In one real but satirical fMRI study, a dead salmon was shown pictures of humans in different emotional states. The authors provided evidence, according to two different commonly used statistical tests, of areas in the salmon's brain suggesting meaningful activity. The study was used to highlight the need for more careful statistical analyses in fMRI research, given the large number of voxels in a typical fMRI scan and the multiple comparisons problem. Before the controversies were publicized in 2010, between 25 and 40% of studies on fMRI being published were not using the corrected comparisons. But by 2012, that number had dropped to 10%. Dr. Sally Satel, writing in Time, cautioned that while brain scans have scientific value, individual brain areas often serve multiple purposes and "reverse inferences" as commonly used in press reports carry a significant chance of drawing invalid conclusions.
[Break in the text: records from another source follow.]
//! Quote-aware tokenizer shared by command execution and completion.

use crate::{Error, Result};

/// A line split up to the cursor for completion.
#[derive(Debug, Clone, Default, PartialEq, Eq)]
pub struct PartialLine {
    /// Finished tokens before the word under the cursor
    pub tokens: Vec<String>,
    /// Unquoted text of the word under the cursor
    pub word: String,
    /// Byte offset where the word starts, including an opening quote
    pub word_start: usize,
    /// Quote character left open by the word, if any
    pub open_quote: Option<char>,
}

#[derive(Default)]
struct Lexer {
    tokens: Vec<String>,
    current: String,
    start: Option<usize>,
    quote: Option<char>,
}

impl Lexer {
    fn run(line: &str) -> Self {
        let mut lexer = Self::default();
        for (idx, ch) in line.char_indices() {
            match (lexer.quote, ch) {
                (Some(q), c) if c == q => lexer.quote = None,
                (Some(_), c) => lexer.current.push(c),
                (None, '"' | '\'') => {
                    lexer.start.get_or_insert(idx);
                    lexer.quote = Some(ch);
                }
                (None, c) if c.is_whitespace() => lexer.finish_token(),
                (None, c) => {
                    lexer.start.get_or_insert(idx);
                    lexer.current.push(c);
                }
            }
        }
        lexer
    }

    fn finish_token(&mut self) {
        if self.start.take().is_some() {
            self.tokens.push(std::mem::take(&mut self.current));
        }
    }
}

/// Split a command line into tokens, honouring single and double quotes.
///
/// # Errors
///
/// Returns a parse error if a quote is left open.
pub fn split_line(line: &str) -> Result<Vec<String>> {
    let mut lexer = Lexer::run(line);
    if let Some(q) = lexer.quote {
        return Err(Error::parse(format!("Unterminated quote ({q})")));
    }
    lexer.finish_token();
    Ok(lexer.tokens)
}

/// Split the text before the cursor into finished tokens and the word being
/// completed.
#[must_use]
pub fn tokenize_for_completion(line: &str) -> PartialLine {
    let lexer = Lexer::run(line);
    match lexer.start {
        Some(start) => PartialLine {
            tokens: lexer.tokens,
            word: lexer.current,
            word_start: start,
            open_quote: lexer.quote,
        },
        None => PartialLine {
            tokens: lexer.tokens,
            word: String::new(),
            word_start: line.len(),
            open_quote: None,
        },
    }
}

/// Quote a completion candidate so it survives re-tokenization.
#[must_use]
pub fn quote_candidate(candidate: &str) -> String {
    let needs_quotes = candidate.is_empty()
        || candidate
            .chars()
            .any(|c| c.is_whitespace() || c == '"' || c == '\'');
    if !needs_quotes {
        candidate.to_string()
    } else if candidate.contains('"') {
        format!("'{candidate}'")
    } else {
        format!("\"{candidate}\"")
    }
}

#[cfg(test)]
mod tests {
    use super::*;

    #[test]
    fn test_split_plain_words() {
        assert_eq!(
            split_line("media movies  list").unwrap(),
            vec!["media", "movies", "list"]
        );
    }

    #[test]
    fn test_split_quoted_words() {
        assert_eq!(
            split_line(r#"media movies list -d "George Lucas" -a 'Mark Hamill'"#).unwrap(),
            vec!["media", "movies", "list", "-d", "George Lucas", "-a", "Mark Hamill"]
        );
    }

    #[test]
    fn test_split_apostrophe_inside_double_quotes() {
        assert_eq!(
            split_line(r#"-a "Lupita Nyong'o""#).unwrap(),
            vec!["-a", "Lupita Nyong'o"]
        );
    }

    #[test]
    fn test_split_empty_quoted_token() {
        assert_eq!(split_line(r#"add "" PG"#).unwrap(), vec!["add", "", "PG"]);
    }

    #[test]
    fn test_split_unterminated_quote() {
        assert!(matches!(
            split_line("add \"New Hope"),
            Err(Error::Parse { .. })
        ));
    }

    #[test]
    fn test_partial_after_space() {
        let partial = tokenize_for_completion("library movie ");
        assert_eq!(partial.tokens, vec!["library", "movie"]);
        assert_eq!(partial.word, "");
        assert_eq!(partial.word_start, 14);
    }

    #[test]
    fn test_partial_mid_word() {
        let partial = tokenize_for_completion("library mo");
        assert_eq!(partial.tokens, vec!["library"]);
        assert_eq!(partial.word, "mo");
        assert_eq!(partial.word_start, 8);
        assert_eq!(partial.open_quote, None);
    }

    #[test]
    fn test_partial_open_quote() {
        let partial = tokenize_for_completion("list -a \"Mark H");
        assert_eq!(partial.tokens, vec!["list", "-a"]);
        assert_eq!(partial.word, "Mark H");
        assert_eq!(partial.word_start, 8);
        assert_eq!(partial.open_quote, Some('"'));
    }

    #[test]
    fn test_partial_empty_line() {
        let partial = tokenize_for_completion("");
        assert!(partial.tokens.is_empty());
        assert_eq!(partial.word_start, 0);
    }

    #[test]
    fn test_quote_candidate() {
        assert_eq!(quote_candidate("SW_EP04"), "SW_EP04");
        assert_eq!(quote_candidate("Mark Hamill"), "\"Mark Hamill\"");
        assert_eq!(quote_candidate("Lupita Nyong'o"), "\"Lupita Nyong'o\"");
        assert_eq!(quote_candidate("say \"hi\""), "'say \"hi\"'");
    }

    #[test]
    fn test_quoted_candidate_splits_back() {
        for name in ["Mark Hamill", "Lupita Nyong'o", "J. J. Abrams"] {
            let line = format!("-a {}", quote_candidate(name));
            assert_eq!(split_line(&line).unwrap(), vec!["-a", name]);
        }
    }
}
//! Interactive shell over the media catalogue and library.
//!
//! Commands are parsed by a `clap` command tree ([`CommandParser`]) and run
//! against a [`ReplSession`]. In a terminal the shell uses reedline with
//! file-backed history and a completion menu driven by [`ShellCompleter`];
//! with piped input it reads one command per line, which is also how the
//! integration tests drive it.

mod commands;
mod completer;
mod prompt;
mod session;

use std::io::{BufRead, Write};

pub use commands::{
    CommandParser, LibraryMovieAction, LibraryShowAction, LibraryTarget, MediaRoot, MediaTarget,
    MovieAction, ReplCommand, ShowAction,
};
pub use completer::{registry, ShellCompleter};
pub use prompt::ShellPrompt;
pub use session::ReplSession;

use crate::config::ShellConfig;
use crate::library::SharedStore;
use crate::{Error, Result};

#[cfg(feature = "repl")]
use reedline::{Reedline, Signal};

/// Whether the loop should keep reading.
#[derive(Debug, Clone, Copy, PartialEq, Eq)]
pub enum Flow {
    /// Read the next line
    Continue,
    /// Leave the shell
    Quit,
}

/// Run the shell
///
/// # Errors
///
/// Returns an error if the catalogue cannot be loaded or the terminal fails.
pub fn run(config: &ShellConfig) -> Result<()> {
    let store = SharedStore::new(config.load_store()?);

    #[cfg(feature = "repl")]
    {
        use std::io::IsTerminal;
        // Piped input (tests, replayed exports) uses the line reader
        if std::io::stdin().is_terminal() {
            return run_interactive(config, store);
        }
    }

    let mut session = ReplSession::with_shared(store);
    let stdin = std::io::stdin();
    run_lines(
        &mut session,
        stdin.lock(),
        &mut std::io::stdout(),
        &mut std::io::stderr(),
    )
}

fn banner() -> String {
    format!(
        "marquee {} - media library shell\nType 'help' for commands, 'quit' to exit\n",
        env!("CARGO_PKG_VERSION")
    )
}

/// Run commands read line by line from `input` until `quit` or end of input.
///
/// # Errors
///
/// Returns an error only if `out` or `err` cannot be written; command
/// failures are reported on `err` and the loop continues.
pub fn run_lines(
    session: &mut ReplSession,
    input: impl BufRead,
    out: &mut dyn Write,
    err: &mut dyn Write,
) -> Result<()> {
    writeln!(out, "{}", banner()).map_err(Error::io_no_path)?;

    for line in input.lines() {
        let Ok(line) = line else {
            break;
        };
        if dispatch(session, &line, out, err)? == Flow::Quit {
            break;
        }
    }

    writeln!(out, "Goodbye!").map_err(Error::io_no_path)
}

/// Handle one input line.
///
/// Blank lines and `#` comments are skipped. Command errors are written to
/// `err`.
///
/// # Errors
///
/// Returns an error only if `err` cannot be written.
pub fn dispatch(
    session: &mut ReplSession,
    line: &str,
    out: &mut dyn Write,
    err: &mut dyn Write,
) -> Result<Flow> {
    let trimmed = line.trim();
    if trimmed.is_empty() || trimmed.starts_with('#') {
        return Ok(Flow::Continue);
    }

    session.add_history(trimmed);
    let result = CommandParser::parse(trimmed).and_then(|cmd| {
        if cmd == ReplCommand::Quit {
            return Ok(Flow::Quit);
        }
        session.execute_to(cmd, out).map(|()| Flow::Continue)
    });

    match result {
        Ok(flow) => Ok(flow),
        Err(e) => {
            tracing::debug!(error = %e, line = trimmed, "command failed");
            match e {
                // Already formatted by the argument parser
                Error::Usage { message } => writeln!(err, "{message}"),
                other => writeln!(err, "Error: {other}"),
            }
            .map_err(Error::io_no_path)?;
            Ok(Flow::Continue)
        }
    }
}

/// Run the shell in a terminal with reedline.
#[cfg(feature = "repl")]
fn run_interactive(config: &ShellConfig, store: SharedStore) -> Result<()> {
    let mut session = ReplSession::with_shared(store.clone());
    let mut line_editor = create_editor(config, store.clone())?;
    let prompt = ShellPrompt::new(store, config.color);

    println!("{}", banner());

    loop {
        match line_editor.read_line(&prompt) {
            Ok(Signal::Success(line)) => {
                let flow = dispatch(
                    &mut session,
                    &line,
                    &mut std::io::stdout(),
                    &mut std::io::stderr(),
                )?;
                if flow == Flow::Quit {
                    println!("Goodbye!");
                    break;
                }
            }
            Ok(Signal::CtrlC) => {
                println!("^C");
            }
            Ok(Signal::CtrlD) => {
                println!("\nGoodbye!");
                break;
            }
            Err(e) => {
                eprintln!("Input error: {e}");
                break;
            }
        }
    }

    Ok(())
}

#[cfg(feature = "repl")]
fn create_editor(config: &ShellConfig, store: SharedStore) -> Result<Reedline> {
    use reedline::{
        default_emacs_keybindings, ColumnarMenu, Emacs, FileBackedHistory, KeyCode, KeyModifiers,
        MenuBuilder, ReedlineEvent, ReedlineMenu,
    };

    let mut keybindings = default_emacs_keybindings();
    keybindings.add_binding(
        KeyModifiers::NONE,
        KeyCode::Tab,
        ReedlineEvent::UntilFound(vec![
            ReedlineEvent::Menu("completion_menu".to_string()),
            ReedlineEvent::MenuNext,
        ]),
    );
    let menu = ColumnarMenu::default().with_name("completion_menu");

    let mut editor = Reedline::create()
        .with_completer(Box::new(ShellCompleter::new(store)))
        .with_menu(ReedlineMenu::EngineCompleter(Box::new(menu)))
        .with_edit_mode(Box::new(Emacs::new(keybindings)));

    if let Some(path) = &config.history_path {
        let history = FileBackedHistory::with_file(config.history_size, path.clone())
            .map_err(|e| Error::io(std::io::Error::other(e.to_string()), path))?;
        editor = editor.with_history(Box::new(history));
    }

    Ok(editor)
}

// ═══════════════════════════════════════════════════════════════════════════════
// TESTS
// ═══════════════════════════════════════════════════════════════════════════════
In 2015, it was discovered that a statistical bug was found in the fMRI computations which likely invalidated at least 40,000 fMRI studies preceding 2015, and researchers suggest that results prior to the bug fix cannot be relied upon. Furthermore, it was later shown that how one sets the parameters in the software determines the false positive rate. In other words, study outcome can be determined by changing software parameters.

In 2020 professor Ahmad Hariri, (Duke University) one of the first researchers to use fMRI, performed a largescale experiment that sought to test the reliability of fMRI on individual people. In the study, he copied protocols from 56 published papers in psychology that used fMRI. The results suggest that fMRI has poor reliability when it comes to individual cases, but good reliability when it comes to general human thought patterns.